Fraser Woods Montessori Students Craft 'Pouches For Australia’
As three Fraser Woods Montessori School students huddled near a sewing machine on January 24, other students used chalk to outline patterns. Soon “Pouches for Australia” will ship from the school to help volunteers feed motherless baby marsupials saved from that country’s ongoing bush fires.
Fraser Woods Montessori School Director of Technology and makerspace teacher Danielle Ulacco and art teacher Jennifer Reid oversee the STEAM course together, and they shared that their STEAM students complete many projects that center around empathy for themselves and others.
Ms Ulacco said they came across a news article in January that explained the Animal Rescue Craft Guild was looking for volunteers to sew pouches for orphaned baby marsupials, like kangaroos and koalas, in Australia. The teachers then shared information about the Australian fires and impact on animals with their eighth grade students. When the students learned about the devastation and how crafters were being asked to provide pouches, they wanted to help.
One student, Ms Ulacco said, told her, “We want to show them kindness from halfway around the world.”
While Ms Ulacco and Ms Reid said the pouches are less in demand now, the school has continued working hard to help provide different sizes of pouches for volunteers addressing the orphaned animal issue in Australia. The many pouches created at the school will first be shipped to Maine before eventually being distributed where they are most needed in Australia. The pouches help replicate the feeling of “mom” when the joeys are being fed, according to Ms Ulacco.
Before students could begin making the pouches, Ms Reid said they first had to learn how to stitch a French seam. Exterior and interior pouches were needed for the effort, and it was important that the interior pouches had no exposed seams that could be caught by claws. While sewing is part of the school’s makerspace classes, the French seam, which does not have a raw exposed edge, was new to the students.
Ms Reid said each exterior pouch needed multiple interior pouches that could be cleaned if the animals make them dirty. The interior pouches also needed to be made from 100 percent cotton. Chintz-N-Prints in Newtown helped the effort by donating over one dozen yards of the necessary fabric for the interior pouches.
Ms Ulacco said the eighth grade students also decided to open the project up so other grade levels at the school could participate. Some students brought fabric from home to create the exterior pouches, and other fabric came from the school’s makerspace stores. Students in first to eighth grade contributed to the school’s “Pouches for Australia” campaign.

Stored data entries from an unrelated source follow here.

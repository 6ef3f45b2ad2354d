use std::collections::HashMap;

use glam::Quat;

use crate::{
    car::layout::{CarLayout, WheelPosition},
    color::Color,
    error::ConfiguratorError,
    material_manager::MaterialManager,
    scene_graph::{Object3D, ObjectId, Scene, Transform},
};

/// A rim and tyre copied out of the car model, turning together under one pivot.
#[derive(Debug, Clone, Copy)]
pub struct WheelAssembly {
    pub position: WheelPosition,
    pub pivot: ObjectId,
    pub rim: ObjectId,
    pub tyre: ObjectId,
}

/// The car after restructuring: a group holding the pruned model and four wheel pivots.
#[derive(Debug, Clone)]
pub struct WheelRig {
    pub car: ObjectId,
    pub model_root: ObjectId,
    pub wheels: [WheelAssembly; 4],
}

impl WheelRig {
    pub fn pivots(&self) -> [ObjectId; 4] {
        self.wheels.map(|wheel| wheel.pivot)
    }
}

struct ModelSurvey {
    wheel_nodes: [(ObjectId, ObjectId); 4],
    standard_nodes: Vec<ObjectId>,
}

/// Dresses a loaded car model: shadow flags and wheel extraction happen on the first
/// pass, material parameters on every pass.
pub struct SceneReconciler {
    layout: CarLayout,
    model_root: ObjectId,
    rig: Option<WheelRig>,
}

impl SceneReconciler {
    pub fn new(layout: CarLayout, model_root: ObjectId) -> Self {
        Self {
            layout,
            model_root,
            rig: None,
        }
    }

    pub fn rig(&self) -> Option<&WheelRig> {
        self.rig.as_ref()
    }

    /// Nothing is modified unless every required node and material is present.
    pub fn reconcile(
        &mut self,
        scene: &mut Scene,
        materials: &mut MaterialManager,
        color: Color,
    ) -> Result<&WheelRig, ConfiguratorError> {
        self.check_materials(materials)?;

        let rig = match self.rig.take() {
            Some(rig) => rig,
            None => {
                let survey = self.survey_model(scene, materials)?;
                self.apply_shadow_policy(scene, &survey.standard_nodes);
                let rig = self.build_rig(scene, survey.wheel_nodes);
                log::info!(
                    "Car restructured: {} nodes in the model, {} wheel assemblies",
                    scene.count_nodes(rig.model_root),
                    rig.wheels.len()
                );
                rig
            }
        };

        self.apply_materials(materials, color);

        Ok(self.rig.insert(rig))
    }

    fn check_materials(&self, materials: &MaterialManager) -> Result<(), ConfiguratorError> {
        for material in self.layout.material_overrides() {
            if material.required && materials.get_by_name(material.name).is_none() {
                return Err(ConfiguratorError::missing_material(material.name));
            }
        }

        Ok(())
    }

    /// Walks the model once for the wheel nodes and the nodes with standard materials.
    fn survey_model(
        &self,
        scene: &Scene,
        materials: &MaterialManager,
    ) -> Result<ModelSurvey, ConfiguratorError> {
        let wanted: Vec<&'static str> = self.layout.wheel_node_names().collect();
        let mut found: HashMap<&'static str, ObjectId> = HashMap::new();
        let mut standard_nodes = Vec::new();

        scene.traverse(self.model_root, |id, object| {
            if let Some(name) = wanted.iter().find(|name| **name == object.name) {
                found.entry(*name).or_insert(id);
            }
            if scene.has_standard_material(id, materials) {
                standard_nodes.push(id);
            }
        });

        let lookup = |name: &'static str| {
            found
                .get(name)
                .copied()
                .ok_or_else(|| ConfiguratorError::missing_node(name))
        };

        // Rim and tyre of every wheel, in layout order
        let mut wheel_nodes = [(self.model_root, self.model_root); 4];
        for (pair, spec) in wheel_nodes.iter_mut().zip(&self.layout.wheels) {
            *pair = (lookup(spec.rim_node)?, lookup(spec.tyre_node)?);
        }

        Ok(ModelSurvey {
            wheel_nodes,
            standard_nodes,
        })
    }

    fn apply_shadow_policy(&self, scene: &mut Scene, standard_nodes: &[ObjectId]) {
        let enabled = self.layout.body_shadows.enabled();

        for id in standard_nodes {
            if let Some(object) = scene.get_object_mut(*id) {
                object.cast_shadow = enabled;
                object.receive_shadow = enabled;
            }
        }

        log::debug!(
            "Shadows {} on {} nodes",
            if enabled { "enabled" } else { "disabled" },
            standard_nodes.len()
        );
    }

    fn build_rig(&self, scene: &mut Scene, wheel_nodes: [(ObjectId, ObjectId); 4]) -> WheelRig {
        let car_parent = scene
            .get_object(self.model_root)
            .and_then(|object| object.parent_id)
            .unwrap_or_else(|| scene.root());
        let car = scene.add_child(car_parent, Object3D::group("Car rig", Transform::default()));
        scene.set_object_parent(self.model_root, Some(car));

        let wheels = std::array::from_fn(|i| {
            let spec = &self.layout.wheels[i];
            let (rim_node, tyre_node) = wheel_nodes[i];

            let pivot = scene.add_child(
                car,
                Object3D::group(
                    spec.position.label(),
                    Transform::new(spec.offset, Quat::IDENTITY, self.layout.wheel_scale),
                ),
            );

            WheelAssembly {
                position: spec.position,
                pivot,
                rim: self.move_copy_to_pivot(scene, rim_node, pivot),
                tyre: self.move_copy_to_pivot(scene, tyre_node, pivot),
            }
        });

        WheelRig {
            car,
            model_root: self.model_root,
            wheels,
        }
    }

    /// Replaces `original` in the model with a copy parented to `pivot`.
    fn move_copy_to_pivot(
        &self,
        scene: &mut Scene,
        original: ObjectId,
        pivot: ObjectId,
    ) -> ObjectId {
        // Only fails for ids missing from the arena, and `original` came from a traversal
        let copy = scene.clone_subtree(original).unwrap_or(original);

        if !scene.remove_from_parent(original) {
            log::debug!("Wheel node {:?} was already detached", original);
        }

        let wheel_shadows = self.layout.wheel_shadows.enabled();
        if let Some(object) = scene.get_object_mut(copy) {
            // The pivot places the wheel, so the copy sits at its origin
            object.transform = Transform::default();
            object.cast_shadow = wheel_shadows;
            object.receive_shadow = wheel_shadows;
        }
        scene.set_object_parent(copy, Some(pivot));

        copy
    }

    fn apply_materials(&self, materials: &mut MaterialManager, color: Color) {
        for material_override in self.layout.material_overrides() {
            if let Some(material) = materials.get_by_name_mut(material_override.name) {
                material_override.apply(material);
            }
        }

        if let Some(paint) = materials.get_by_name_mut(self.layout.paint.name) {
            paint.color = color;
        }
    }
}

#[cfg(test)]
mod tests {
    use super::*;
    use crate::{car::test_support::CarFixture, error::AssetItem};

    fn reconcile(
        fixture: &mut CarFixture,
        reconciler: &mut SceneReconciler,
        hex: &str,
    ) -> WheelRig {
        reconciler
            .reconcile(
                &mut fixture.scene,
                &mut fixture.materials,
                Color::from_hex(hex).unwrap(),
            )
            .unwrap()
            .clone()
    }

    #[test]
    fn paint_follows_selected_colour() {
        let mut fixture = CarFixture::new();
        let mut reconciler = SceneReconciler::new(CarLayout::default(), fixture.model_root);

        reconcile(&mut fixture, &mut reconciler, "#00ff00");

        let paint = fixture.material("paint");
        assert_eq!(paint.color.to_hex(), "#00ff00");
        assert_eq!(paint.roughness, 1.0);
        assert_eq!(paint.metalness, 0.0);
    }

    #[test]
    fn trim_materials_get_fixed_parameters() {
        let mut fixture = CarFixture::new();
        let mut reconciler = SceneReconciler::new(CarLayout::default(), fixture.model_root);

        reconcile(&mut fixture, &mut reconciler, "#ff0000");

        let tire = fixture.material("930_tire");
        assert_eq!((tire.roughness, tire.metalness), (1.0, 0.0));

        let rim = fixture.material("930_rim");
        assert_eq!((rim.roughness, rim.metalness), (0.5, 1.0));
        assert_eq!(rim.color, Color::WHITE);

        let lights = fixture.material("930_lights_refraction");
        assert_eq!(lights.opacity, 0.7);
        assert_eq!(lights.color.to_hex(), "#424242");
    }

    #[test]
    fn wheels_are_moved_under_pivots() {
        let mut fixture = CarFixture::new();
        let mut reconciler = SceneReconciler::new(CarLayout::default(), fixture.model_root);

        let rig = reconcile(&mut fixture, &mut reconciler, "#ff0000");
        let scene = &fixture.scene;

        for name in CarLayout::default().wheel_node_names() {
            assert_eq!(scene.find_in_subtree(rig.model_root, name), None, "{}", name);
        }

        for wheel in &rig.wheels {
            let pivot = scene.get_object(wheel.pivot).unwrap();
            assert_eq!(pivot.child_ids, vec![wheel.rim, wheel.tyre]);
            assert_eq!(pivot.parent_id, Some(rig.car));
            assert_eq!(pivot.transform.scale(), 0.8);

            let rim = scene.get_object(wheel.rim).unwrap();
            assert!(rim.cast_shadow && rim.receive_shadow);
            assert!(rim.is_mesh());
        }

        let front_right = &rig.wheels[0];
        assert_eq!(front_right.position, WheelPosition::FrontRight);
        assert_eq!(scene.get_object(front_right.rim).unwrap().name, "mesh_5");
        assert_eq!(
            scene
                .get_object(front_right.pivot)
                .unwrap()
                .transform
                .translation(),
            glam::Vec3::new(-0.83, 0.45, 1.6)
        );
    }

    #[test]
    fn second_pass_keeps_topology_and_material_count() {
        let mut fixture = CarFixture::new();
        let mut reconciler = SceneReconciler::new(CarLayout::default(), fixture.model_root);

        let first = reconcile(&mut fixture, &mut reconciler, "#ff0000");
        let nodes_after_first = fixture.scene.count_nodes(fixture.scene.root());
        let meshes_after_first = fixture.attached_meshes();
        let materials_after_first = fixture.materials.len();

        let second = reconcile(&mut fixture, &mut reconciler, "#ff0000");

        assert_eq!(first.pivots(), second.pivots());
        assert_eq!(fixture.scene.count_nodes(fixture.scene.root()), nodes_after_first);
        assert_eq!(fixture.attached_meshes(), meshes_after_first);
        assert_eq!(fixture.materials.len(), materials_after_first);

        let paint_count = fixture
            .materials
            .iter()
            .filter(|(_, material)| material.name == "paint")
            .count();
        assert_eq!(paint_count, 1);
    }

    #[test]
    fn wheel_geometry_is_not_duplicated() {
        let mut fixture = CarFixture::new();
        let meshes_before = fixture.attached_meshes();
        let mut reconciler = SceneReconciler::new(CarLayout::default(), fixture.model_root);

        reconcile(&mut fixture, &mut reconciler, "#ff0000");
        reconcile(&mut fixture, &mut reconciler, "#ff0000");

        // Eight wheel meshes were moved, not copied
        assert_eq!(fixture.attached_meshes(), meshes_before);
    }

    #[test]
    fn colour_change_reapplies_paint_only() {
        let mut fixture = CarFixture::new();
        let mut reconciler = SceneReconciler::new(CarLayout::default(), fixture.model_root);

        reconcile(&mut fixture, &mut reconciler, "#ff0000");
        let nodes = fixture.scene.count_nodes(fixture.scene.root());

        reconcile(&mut fixture, &mut reconciler, "#123456");

        assert_eq!(fixture.material("paint").color.to_hex(), "#123456");
        assert_eq!(fixture.scene.count_nodes(fixture.scene.root()), nodes);
    }

    #[test]
    fn body_shadows_are_disabled() {
        let mut fixture = CarFixture::new();
        let body = fixture.scene.get_object_by_name("body").unwrap();
        fixture.scene.get_object_mut(body).unwrap().cast_shadow = true;

        let mut reconciler = SceneReconciler::new(CarLayout::default(), fixture.model_root);
        reconcile(&mut fixture, &mut reconciler, "#ff0000");

        let body = fixture.scene.get_object(body).unwrap();
        assert!(!body.cast_shadow);
        assert!(!body.receive_shadow);

        // Unlit surfaces are left as they were
        let interior = fixture.scene.get_object_by_name("interior").unwrap();
        assert!(fixture.scene.get_object(interior).unwrap().receive_shadow);
    }

    #[test]
    fn missing_wheel_node_aborts_without_changes() {
        let mut fixture = CarFixture::new();
        let rim = fixture.scene.get_object_by_name("mesh_47").unwrap();
        fixture.scene.remove_from_parent(rim);
        let nodes_before = fixture.scene.count_nodes(fixture.scene.root());

        let mut reconciler = SceneReconciler::new(CarLayout::default(), fixture.model_root);
        let result = reconciler.reconcile(
            &mut fixture.scene,
            &mut fixture.materials,
            Color::from_hex("#00ff00").unwrap(),
        );

        assert_eq!(
            result.unwrap_err(),
            ConfiguratorError::AssetShapeMismatch {
                kind: AssetItem::Node,
                name: "mesh_47".to_string(),
            }
        );
        assert!(reconciler.rig().is_none());
        assert_eq!(fixture.scene.count_nodes(fixture.scene.root()), nodes_before);
        assert_eq!(fixture.material("paint").color, Color::WHITE);
    }

    #[test]
    fn missing_wheel_node_leaves_shadows_alone() {
        let mut fixture = CarFixture::new();
        let tyre = fixture.scene.get_object_by_name("mesh_48").unwrap();
        fixture.scene.remove_from_parent(tyre);
        let body = fixture.scene.get_object_by_name("body").unwrap();
        fixture.scene.get_object_mut(body).unwrap().cast_shadow = true;

        let mut reconciler = SceneReconciler::new(CarLayout::default(), fixture.model_root);
        assert!(reconciler
            .reconcile(&mut fixture.scene, &mut fixture.materials, Color::default())
            .is_err());

        assert!(fixture.scene.get_object(body).unwrap().cast_shadow);
    }

    #[test]
    fn missing_required_material_is_reported() {
        let mut fixture = CarFixture::without_material("930_rim");
        let mut reconciler = SceneReconciler::new(CarLayout::default(), fixture.model_root);

        let result = reconciler.reconcile(
            &mut fixture.scene,
            &mut fixture.materials,
            Color::default(),
        );

        assert_eq!(
            result.unwrap_err(),
            ConfiguratorError::missing_material("930_rim")
        );
        assert!(fixture.scene.get_object_by_name("mesh_5").is_some());
    }

    #[test]
    fn lights_refraction_is_optional() {
        let mut fixture = CarFixture::without_material("930_lights_refraction");
        let mut reconciler = SceneReconciler::new(CarLayout::default(), fixture.model_root);

        assert!(reconciler
            .reconcile(&mut fixture.scene, &mut fixture.materials, Color::default())
            .is_ok());
    }
}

“They knew each pouch had to be strong and safe,” said Ms Ulacco.
Ms Reid explained some students became extremely focused on the effort, and she enjoyed watching the students collaborate to play off each other’s strengths.
Watching the students become passionate about something and what they can do was one of Ms Ulacco’s favorite parts of the effort.
One eighth grader, Zach Cecere, created a video tutorial so “it would be easy for anybody to make” pouches in the future, he said. Zach added that he feels the project was “very important,” as it brought everyone together for a common goal.
The completed pouches are expected to be distributed from the school during the week of February 3.
Ms Ulacco and Ms Reid are now planning to make “Global Giving” part of the school’s annual STEAM curriculum.